**Description of the task:**
What you return should be the lines from the first line of the records below through the line holding "#[derive(Debug, Default, Deserialize)]", unchanged.

**Available data:**
═══
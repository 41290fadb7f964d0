//! Handlers for products and the product-usage ledger.

use axum::{
    Json,
    extract::{Path as AxumPath, Query, State},
    http::StatusCode,
};
use serde::{Deserialize, Serialize};

use crate::Error;
use crate::models::patch::{ProductPatch, ProductUsagePatch};
use crate::models::{NewProduct, NewProductUsage, Product, ProductUsage};
use crate::storage::UsageWithProduct;

use super::{ApiResult, AppState};

#[derive(Debug, Default, Deserialize)]
#[serde(rename_all = "camelCase")]
pub struct ProductListQuery {
    /// When true, only products at or below their low-stock threshold
    #[serde(default)]
    pub low_stock: bool,
}

pub async fn list_products(
    State(state): State<AppState>,
    Query(query): Query<ProductListQuery>,
) -> ApiResult<Json<Vec<Product>>> {
    let storage = state.storage.lock().await;
    let products = if query.low_stock {
        storage.low_stock_products()
    } else {
        storage.list_products()
    };
    Ok(Json(products))
}

pub async fn create_product(
    State(state): State<AppState>,
    Json(new): Json<NewProduct>,
) -> ApiResult<(StatusCode, Json<Product>)> {
    let mut storage = state.storage.lock().await;
    let product = storage.create_product(new);
    Ok((StatusCode::CREATED, Json(product)))
}

pub async fn get_product(
    State(state): State<AppState>,
    AxumPath(id): AxumPath<i64>,
) -> ApiResult<Json<Product>> {
    let storage = state.storage.lock().await;
    let product = storage
        .get_product(id)
        .ok_or(Error::not_found("product", id))?;
    Ok(Json(product))
}

pub async fn update_product(
    State(state): State<AppState>,
    AxumPath(id): AxumPath<i64>,
    Json(patch): Json<ProductPatch>,
) -> ApiResult<Json<Product>> {
    let mut storage = state.storage.lock().await;
    let product = storage
        .update_product(id, patch)
        .ok_or(Error::not_found("product", id))?;
    Ok(Json(product))
}

pub async fn delete_product(
    State(state): State<AppState>,
    AxumPath(id): AxumPath<i64>,
) -> ApiResult<StatusCode> {
    let mut storage = state.storage.lock().await;
    if !storage.delete_product(id) {
        return Err(Error::not_found("product", id).into());
    }
    Ok(StatusCode::NO_CONTENT)
}

// ---- Usage ledger ----

pub async fn task_usage(
    State(state): State<AppState>,
    AxumPath(id): AxumPath<i64>,
) -> ApiResult<Json<Vec<UsageWithProduct>>> {
    let storage = state.storage.lock().await;
    Ok(Json(storage.task_usage_with_products(id)))
}

/// Response to a recorded usage: the new record plus the product with its
/// decremented stock, so clients can refresh inventory without a refetch.
#[derive(Debug, Serialize)]
#[serde(rename_all = "camelCase")]
pub struct UsageRecorded {
    pub usage: ProductUsage,
    pub product: Product,
}

pub async fn record_usage(
    State(state): State<AppState>,
    Json(new): Json<NewProductUsage>,
) -> ApiResult<(StatusCode, Json<UsageRecorded>)> {
    let mut storage = state.storage.lock().await;
    let usage = storage.record_usage(new)?;
    let product = storage
        .get_product(usage.product_id)
        .ok_or(Error::not_found("product", usage.product_id))?;
    Ok((StatusCode::CREATED, Json(UsageRecorded { usage, product })))
}

pub async fn adjust_usage(
    State(state): State<AppState>,
    AxumPath(id): AxumPath<i64>,
    Json(patch): Json<ProductUsagePatch>,
) -> ApiResult<Json<ProductUsage>> {
    let mut storage = state.storage.lock().await;
    let usage = storage.adjust_usage(id, patch)?;
    Ok(Json(usage))
}

pub async fn release_usage(
    State(state): State<AppState>,
    AxumPath(id): AxumPath<i64>,
) -> ApiResult<StatusCode> {
    let mut storage = state.storage.lock().await;
    if !storage.release_usage(id) {
        return Err(Error::not_found("product usage", id).into());
    }
    Ok(StatusCode::NO_CONTENT)
}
═══
**Result of the task:**
repository 41290fadb7f964d0
//! Handlers for products and the product-usage ledger.

use axum::{
    Json,
    extract::{Path as AxumPath, Query, State},
    http::StatusCode,
};
use serde::{Deserialize, Serialize};

use crate::Error;
use crate::models::patch::{ProductPatch, ProductUsagePatch};
use crate::models::{NewProduct, NewProductUsage, Product, ProductUsage};
use crate::storage::UsageWithProduct;

use super::{ApiResult, AppState};

#[derive(Debug, Default, Deserialize)]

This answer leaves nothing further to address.